> **The problem**: Repeat each entry below exactly.

Raw data: Begin

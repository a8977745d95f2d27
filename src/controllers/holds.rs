use axum::{
    extract::{Path, State},
    http::StatusCode,
    response::IntoResponse,
    routing::{get, post},
    Json, Router,
};
use chrono::{DateTime, Utc};
use serde::{Deserialize, Serialize};
use std::sync::Arc;
use uuid::Uuid;
use validator::{Validate, ValidationError};

use super::parse_id;
use crate::error::ApiError;
use crate::middleware::{CallerIdentity, ValidatedJson};
use crate::models::{BookerInfo, HeldSeat, Hold, HoldStatus};
use crate::services::HoldRequest;
use crate::AppState;

pub fn routes() -> Router<Arc<AppState>> {
    Router::new()
        .route("/holds", post(create_hold))
        .route("/holds/{hold_id}", get(get_hold).delete(release_hold))
        .route("/holds/{hold_id}/confirm", post(confirm_hold))
        .route("/holds/{hold_id}/preview", post(preview_hold))
}

/* ---------- DTOs ---------- */

#[derive(Debug, Deserialize, Validate)]
#[serde(rename_all = "camelCase")]
pub struct CreateHoldRequest {
    pub concert_id: Uuid,
    #[validate(length(min = 1, message = "select at least one seat"))]
    pub seat_ids: Vec<Uuid>,
}

#[derive(Debug, Serialize)]
#[serde(rename_all = "camelCase")]
pub struct HoldResponse {
    pub hold_id: Uuid,
    pub concert_id: Uuid,
    pub status: HoldStatus,
    pub created_at: DateTime<Utc>,
    pub expires_at: DateTime<Utc>,
    pub seats: Vec<HeldSeat>,
    pub total_price: i64,
}

impl HoldResponse {
    /// Reports the status as of `now`, so a lapsed pending hold reads as expired.
    fn at(hold: Hold, now: DateTime<Utc>) -> Self {
        Self {
            hold_id: hold.id,
            concert_id: hold.concert_id,
            status: hold.effective_status(now),
            created_at: hold.created_at,
            expires_at: hold.expires_at,
            seats: hold.seats,
            total_price: hold.total_price,
        }
    }
}

#[derive(Debug, Clone, Deserialize, Validate)]
#[serde(rename_all = "camelCase")]
pub struct BookerRequest {
    #[validate(length(min = 1, max = 50, message = "bookerName must be 1-50 characters"))]
    pub booker_name: String,
    #[validate(email(message = "bookerEmail must be a valid email"))]
    pub booker_email: String,
    #[validate(custom(function = "validate_mobile_number"))]
    pub booker_phone: String,
}

impl From<BookerRequest> for BookerInfo {
    fn from(req: BookerRequest) -> Self {
        BookerInfo {
            name: req.booker_name.trim().to_string(),
            email: req.booker_email.trim().to_string(),
            phone: req.booker_phone.trim().to_string(),
        }
    }
}

#[derive(Debug, Serialize)]
#[serde(rename_all = "camelCase")]
pub struct ConfirmResponse {
    pub order_id: Uuid,
    pub reservation_number: String,
}

#[derive(Debug, Serialize)]
pub struct PreviewResponse {
    pub valid: bool,
    pub message: String,
}

#[derive(Debug, Serialize)]
pub struct ReleaseResponse {
    pub success: bool,
    pub message: String,
}

/// `010XXXXXXXX`, optionally dashed as `010-XXXX-XXXX`.
fn validate_mobile_number(phone: &str) -> Result<(), ValidationError> {
    let groups: Vec<&str> = phone.split('-').collect();
    let shape_ok = matches!(
        groups.iter().map(|g| g.len()).collect::<Vec<_>>().as_slice(),
        [11] | [3, 8] | [7, 4] | [3, 4, 4]
    );
    let digits_ok = groups.iter().all(|g| g.chars().all(|c| c.is_ascii_digit()));

    if shape_ok && digits_ok && phone.starts_with("010") {
        Ok(())
    } else {
        let mut err = ValidationError::new("mobile_number");
        err.message = Some("bookerPhone must look like 010-1234-5678".into());
        Err(err)
    }
}

/* ---------- HANDLERS ---------- */

// POST /api/holds
async fn create_hold(
    State(state): State<Arc<AppState>>,
    CallerIdentity(user_id): CallerIdentity,
    ValidatedJson(req): ValidatedJson<CreateHoldRequest>,
) -> Result<impl IntoResponse, ApiError> {
    let hold = state
        .holds
        .acquire(HoldRequest {
            concert_id: req.concert_id,
            seat_ids: req.seat_ids,
            user_id,
        })
        .await?;
    let now = state.holds.now();
    Ok((StatusCode::CREATED, Json(HoldResponse::at(hold, now))))
}

// GET /api/holds/{hold_id}
async fn get_hold(
    State(state): State<Arc<AppState>>,
    Path(hold_id): Path<String>,
) -> Result<Json<HoldResponse>, ApiError> {
    let hold = state.holds.hold(parse_id(&hold_id, "holdId")?).await?;
    Ok(Json(HoldResponse::at(hold, state.holds.now())))
}

// DELETE /api/holds/{hold_id}
async fn release_hold(
    State(state): State<Arc<AppState>>,
    Path(hold_id): Path<String>,
) -> Result<Json<ReleaseResponse>, ApiError> {
    let hold_id = parse_id(&hold_id, "holdId")?;
    let hold = state.holds.release(hold_id).await.map_err(ApiError::for_release)?;
    Ok(Json(ReleaseResponse {
        success: true,
        message: format!("Hold released, {} seats are available again", hold.seats.len()),
    }))
}

// POST /api/holds/{hold_id}/confirm
async fn confirm_hold(
    State(state): State<Arc<AppState>>,
    Path(hold_id): Path<String>,
    CallerIdentity(user_id): CallerIdentity,
    ValidatedJson(req): ValidatedJson<BookerRequest>,
) -> Result<impl IntoResponse, ApiError> {
    let hold_id = parse_id(&hold_id, "holdId")?;
    let order = state.holds.confirm(hold_id, req.into(), user_id).await?;
    Ok((
        StatusCode::CREATED,
        Json(ConfirmResponse {
            order_id: order.order_id,
            reservation_number: order.reservation_number,
        }),
    ))
}

// POST /api/holds/{hold_id}/preview
async fn preview_hold(
    State(state): State<Arc<AppState>>,
    Path(hold_id): Path<String>,
    ValidatedJson(_req): ValidatedJson<BookerRequest>,
) -> Result<Json<PreviewResponse>, ApiError> {
    let hold = state.holds.preview(parse_id(&hold_id, "holdId")?).await?;
    Ok(Json(PreviewResponse {
        valid: true,
        message: format!(
            "{} seats, total {}, hold valid until {}",
            hold.seats.len(),
            hold.total_price,
            hold.expires_at.to_rfc3339()
        ),
    }))
}

#[cfg(test)]
mod tests {
    use super::*;

    #[test]
    fn mobile_number_shapes() {
        for ok in ["01012345678", "010-1234-5678", "010-12345678", "0101234-5678"] {
            assert!(validate_mobile_number(ok).is_ok(), "{}", ok);
        }
        for bad in ["", "011-1234-5678", "010-123-45678", "010 1234 5678", "010-1234-567a", "010--12345678"] {
            assert!(validate_mobile_number(bad).is_err(), "{}", bad);
        }
    }

    #[test]
    fn booker_request_rules() {
        let valid = BookerRequest {
            booker_name: "Kim".to_string(),
            booker_email: "kim@example.com".to_string(),
            booker_phone: "010-1234-5678".to_string(),
        };
        assert!(valid.validate().is_ok());

        let invalid = BookerRequest {
            booker_name: String::new(),
            booker_email: "not-an-email".to_string(),
            ..valid
        };
        let errors = invalid.validate().unwrap_err();
        assert_eq!(errors.field_errors().len(), 2);
    }
}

Raw data: End

> **Reply**:
repository a8977745d95f2d27
filename src/controllers/holds.rs
use axum::{
    extract::{Path, State},
    http::StatusCode,
    response::IntoResponse,
    routing::{get, post},
    Json, Router,
};
use chrono::{DateTime, Utc};
use serde::{Deserialize, Serialize};
use std::sync::Arc;
use uuid::Uuid;
use validator::{Validate, ValidationError};

use super::parse_id;
use crate::error::ApiError;
use crate::middleware::{CallerIdentity, ValidatedJson};
use crate::models::{BookerInfo, HeldSeat, Hold, HoldStatus};
use crate::services::HoldRequest;
use crate::AppState;

pub fn routes() -> Router<Arc<AppState>> {
    Router::new()
        .route("/holds", post(create_hold))
        .route("/holds/{hold_id}", get(get_hold).delete(release_hold))
        .route("/holds/{hold_id}/confirm", post(confirm_hold))
        .route("/holds/{hold_id}/preview", post(preview_hold))
}

/* ---------- DTOs ---------- */

#[derive(Debug, Deserialize, Validate)]
#[serde(rename_all = "camelCase")]
pub struct CreateHoldRequest {
    pub concert_id: Uuid,
    #[validate(length(min = 1, message = "select at least one seat"))]
    pub seat_ids: Vec<Uuid>,
}

#[derive(Debug, Serialize)]
#[serde(rename_all = "camelCase")]
pub struct HoldResponse {
    pub hold_id: Uuid,
    pub concert_id: Uuid,
    pub status: HoldStatus,
    pub created_at: DateTime<Utc>,
    pub expires_at: DateTime<Utc>,
    pub seats: Vec<HeldSeat>,
    pub total_price: i64,
}

impl HoldResponse {
    /// Reports the status as of `now`, so a lapsed pending hold reads as expired.
    fn at(hold: Hold, now: DateTime<Utc>) -> Self {
        Self {
            hold_id: hold.id,
            concert_id: hold.concert_id,
            status: hold.effective_status(now),
            created_at: hold.created_at,
            expires_at: hold.expires_at,
            seats: hold.seats,
            total_price: hold.total_price,
        }
    }
}

#[derive(Debug, Clone, Deserialize, Validate)]
#[serde(rename_all = "camelCase")]
pub struct BookerRequest {
    #[validate(length(min = 1, max = 50, message = "bookerName must be 1-50 characters"))]
    pub booker_name: String,
    #[validate(email(message = "bookerEmail must be a valid email"))]
    pub booker_email: String,
    #[validate(custom(function = "validate_mobile_number"))]
    pub booker_phone: String,
}

impl From<BookerRequest> for BookerInfo {
    fn from(req: BookerRequest) -> Self {
        BookerInfo {
            name: req.booker_name.trim().to_string(),
            email: req.booker_email.trim().to_string(),
            phone: req.booker_phone.trim().to_string(),
        }
    }
}

#[derive(Debug, Serialize)]
#[serde(rename_all = "camelCase")]
pub struct ConfirmResponse {
    pub order_id: Uuid,
    pub reservation_number: String,
}

#[derive(Debug, Serialize)]
pub struct PreviewResponse {
    pub valid: bool,
    pub message: String,
}

#[derive(Debug, Serialize)]
pub struct ReleaseResponse {
    pub success: bool,
    pub message: String,
}

/// `010XXXXXXXX`, optionally dashed as `010-XXXX-XXXX`.
fn validate_mobile_number(phone: &str) -> Result<(), ValidationError> {
    let groups: Vec<&str> = phone.split('-').collect();
    let shape_ok = matches!(
        groups.iter().map(|g| g.len()).collect::<Vec<_>>().as_slice(),
        [11] | [3, 8] | [7, 4] | [3, 4, 4]
    );
    let digits_ok = groups.iter().all(|g| g.chars().all(|c| c.is_ascii_digit()));

    if shape_ok && digits_ok && phone.starts_with("010") {
        Ok(())
    } else {
        let mut err = ValidationError::new("mobile_number");
        err.message = Some("bookerPhone must look like 010-1234-5678".into());
        Err(err)
    }
}

/* ---------- HANDLERS ---------- */

// POST /api/holds
async fn create_hold(
    State(state): State<Arc<AppState>>,
    CallerIdentity(user_id): CallerIdentity,
    ValidatedJson(req): ValidatedJson<CreateHoldRequest>,
) -> Result<impl IntoResponse, ApiError> {
    let hold = state
        .holds
        .acquire(HoldRequest {
            concert_id: req.concert_id,
            seat_ids: req.seat_ids,
            user_id,
        })
        .await?;
    let now = state.holds.now();
    Ok((StatusCode::CREATED, Json(HoldResponse::at(hold, now))))
}

// GET /api/holds/{hold_id}
async fn get_hold(
    State(state): State<Arc<AppState>>,
    Path(hold_id): Path<String>,
) -> Result<Json<HoldResponse>, ApiError> {
    let hold = state.holds.hold(parse_id(&hold_id, "holdId")?).await?;
    Ok(Json(HoldResponse::at(hold, state.holds.now())))
}

// DELETE /api/holds/{hold_id}
async fn release_hold(
    State(state): State<Arc<AppState>>,
    Path(hold_id): Path<String>,
) -> Result<Json<ReleaseResponse>, ApiError> {
    let hold_id = parse_id(&hold_id, "holdId")?;
    let hold = state.holds.release(hold_id).await.map_err(ApiError::for_release)?;
    Ok(Json(ReleaseResponse {
        success: true,
        message: format!("Hold released, {} seats are available again", hold.seats.len()),
    }))
}

// POST /api/holds/{hold_id}/confirm
async fn confirm_hold(
    State(state): State<Arc<AppState>>,
    Path(hold_id): Path<String>,
    CallerIdentity(user_id): CallerIdentity,
    ValidatedJson(req): ValidatedJson<BookerRequest>,
) -> Result<impl IntoResponse, ApiError> {
    let hold_id = parse_id(&hold_id, "holdId")?;
    let order = state.holds.confirm(hold_id, req.into(), user_id).await?;
    Ok((
        StatusCode::CREATED,
        Json(ConfirmResponse {
            order_id: order.order_id,
            reservation_number: order.reservation_number,
        }),
    ))
}

// POST /api/holds/{hold_id}/preview
async fn preview_hold(
    State(state): State<Arc<AppState>>,
    Path(hold_id): Path<String>,
    ValidatedJson(_req): ValidatedJson<BookerRequest>,
) -> Result<Json<PreviewResponse>, ApiError> {
    let hold = state.holds.preview(parse_id(&hold_id, "holdId")?).await?;
    Ok(Json(PreviewResponse {
        valid: true,
        message: format!(
            "{} seats, total {}, hold valid until {}",
            hold.seats.len(),
            hold.total_price,
            hold.expires_at.to_rfc3339()
        ),
    }))
}

#[cfg(test)]
mod tests {
    use super::*;

    #[test]
    fn mobile_number_shapes() {
        for ok in ["01012345678", "010-1234-5678", "010-12345678", "0101234-5678"] {
            assert!(validate_mobile_number(ok).is_ok(), "{}", ok);
        }
        for bad in ["", "011-1234-5678", "010-123-45678", "010 1234 5678", "010-1234-567a", "010--12345678"] {
            assert!(validate_mobile_number(bad).is_err(), "{}", bad);
        }
    }

    #[test]
    fn booker_request_rules() {
        let valid = BookerRequest {
            booker_name: "Kim".to_string(),
            booker_email: "kim@example.com".to_string(),
            booker_phone: "010-1234-5678".to_string(),
        };
        assert!(valid.validate().is_ok());

        let invalid = BookerRequest {
            booker_name: String::new(),
            booker_email: "not-an-email".to_string(),
            ..valid
        };
        let errors = invalid.validate().unwrap_err();
        assert_eq!(errors.field_errors().len(), 2);
    }
}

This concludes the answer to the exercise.